Industrial · IoT · Germany

IoT Predictive Maintenance Platform for Mann+Hummel (Senzit)

Mann+Hummel needed to move their industrial filtration customers from reactive to predictive maintenance. [x]cube LABS helped build Senzit — the connected IoT platform that turned filter monitoring into a data-driven service.

Predictive
Maintenance
Extended
Filter Life
Higher
Customer Retention

The Challenge

Filter Maintenance Was Stuck in a Reactive Loop

Traditional filtration maintenance was time-based: change the filter on a fixed schedule whether it needed it or not. The result was either premature replacement (wasting money) or late replacement (risking equipment damage). Customers had no real visibility into the actual condition of their filters in operation.

Mann+Hummel saw an opportunity to use IoT to deliver predictive maintenance — but doing so required a connected platform that could collect filter condition data continuously, surface insights to operators, and integrate with the existing maintenance workflows of industrial customers.

Time-based maintenance is guesswork dressed up as a schedule. Real maintenance is driven by what the equipment is actually doing.

The Solution

A Connected IoT Platform for Predictive Filter Maintenance

The team built a connected IoT platform that captures filter condition data in real time, surfaces predictive maintenance insights to operators, and integrates with the maintenance workflows of industrial customers. The platform enables a fundamental shift: from time-based servicing to data-driven, condition-based servicing.

The result is a service offering that extends filter life, prevents unplanned downtime, and deepens the relationship between Mann+Hummel and their end customers.

01

IoT Sensor Data Capture

Continuous filter condition monitoring via connected sensors, replacing periodic manual checks with always-on visibility.

02

Predictive Maintenance Insights

Data-driven recommendations identify the right moment to service or replace filters, optimizing both cost and reliability.

03

Operator Dashboard

A clear, operator-facing dashboard surfaces filter status, alerts, and recommendations across an entire equipment fleet.

04

Workflow Integration

The platform integrates with existing maintenance workflows, fitting into how industrial customers already plan and execute service.

The Outcome

From Reactive Maintenance to Predictive Service

Timely, data-driven maintenance extended filter service life significantly. The shift from reactive to predictive maintenance drove measurable gains in retention and loyalty for Mann+Hummel.
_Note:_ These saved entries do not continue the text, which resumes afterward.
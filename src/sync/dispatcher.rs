//! Callback dispatch with per-invocation failure containment.
//!
//! Each node is recorded in (or dropped from) the rule's match set *before*
//! its callback runs. A callback that re-enters the engine therefore always
//! sees a match set consistent with the callbacks fired so far, and a
//! panicking callback cannot leave the set half-updated.

use std::any::Any;
use std::fmt;
use std::hash::Hash;
use std::panic::{self, AssertUnwindSafe};

use crate::rule::{Callback, Rule};

use super::diff::MatchDelta;
use super::faults::{FaultKind, FaultSink, SyncFault};

/// Counters for one dispatch.
#[derive(Debug, Default, Clone, Copy, PartialEq, Eq)]
pub(crate) struct DispatchOutcome {
    pub matched: usize,
    pub unmatched: usize,
    pub failures: usize,
    /// False if `keep_going` stopped the dispatch early.
    pub completed: bool,
}

pub(crate) struct CallbackDispatcher<'a, N> {
    faults: &'a FaultSink<N>,
}

impl<'a, N> CallbackDispatcher<'a, N>
where
    N: Clone + Eq + Hash + fmt::Debug + 'static,
{
    pub(crate) const fn new(faults: &'a FaultSink<N>) -> Self {
        Self { faults }
    }

    /// Fires `on_match` for every added node, then `on_unmatch` for every
    /// removed node. `keep_going` is checked before each node so a callback
    /// that unregisters the rule or stops the engine ends the dispatch.
    pub(crate) fn dispatch(
        &self,
        rule: &Rule<N>,
        delta: &MatchDelta<N>,
        keep_going: impl Fn() -> bool,
    ) -> DispatchOutcome {
        let mut outcome = DispatchOutcome::default();

        for node in &delta.added {
            if !keep_going() {
                return outcome;
            }
            if !rule.insert_match(node.clone()) {
                continue;
            }
            outcome.matched += 1;
            if let Some(callback) = rule.on_match() {
                if let Err(message) = invoke(callback, node) {
                    outcome.failures += 1;
                    self.faults.report(SyncFault::new(
                        Some(rule.id()),
                        FaultKind::MatchCallback {
                            node: node.clone(),
                            message,
                        },
                    ));
                }
            }
        }

        for node in &delta.removed {
            if !keep_going() {
                return outcome;
            }
            if !rule.remove_match(node) {
                continue;
            }
            outcome.unmatched += 1;
            if let Some(callback) = rule.on_unmatch() {
                if let Err(message) = invoke(callback, node) {
                    outcome.failures += 1;
                    self.faults.report(SyncFault::new(
                        Some(rule.id()),
                        FaultKind::UnmatchCallback {
                            node: node.clone(),
                            message,
                        },
                    ));
                }
            }
        }

        outcome.completed = true;
        outcome
    }

    /// Unmatches everything the rule currently holds.
    pub(crate) fn sweep(&self, rule: &Rule<N>) -> DispatchOutcome {
        let delta = MatchDelta {
            added: Vec::new(),
            removed: rule.matching_nodes(),
        };
        self.dispatch(rule, &delta, || true)
    }
}

fn invoke<N>(callback: &Callback<N>, node: &N) -> Result<(), String> {
    panic::catch_unwind(AssertUnwindSafe(|| callback(node))).map_err(|payload| panic_message(&*payload))
}

pub(crate) fn panic_message(payload: &(dyn Any + Send)) -> String {
    if let Some(s) = payload.downcast_ref::<&str>() {
        (*s).to_string()
    } else if let Some(s) = payload.downcast_ref::<String>() {
        s.clone()
    } else {
        "callback panicked".to_string()
    }
}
Extended Filter Service Life

Condition-based servicing replaced fixed-schedule replacement, extending filter life and reducing unnecessary maintenance cost.

Higher Customer Retention

A data-driven service relationship deepened customer loyalty and increased Mann+Hummel’s share of the filtration value chain.

Predictive Maintenance Capability

Customers shifted from reactive servicing to proactive, data-driven maintenance — preventing downtime before it occurred.

New Service Revenue Model

The connected platform enabled new recurring service offerings beyond the original product sale.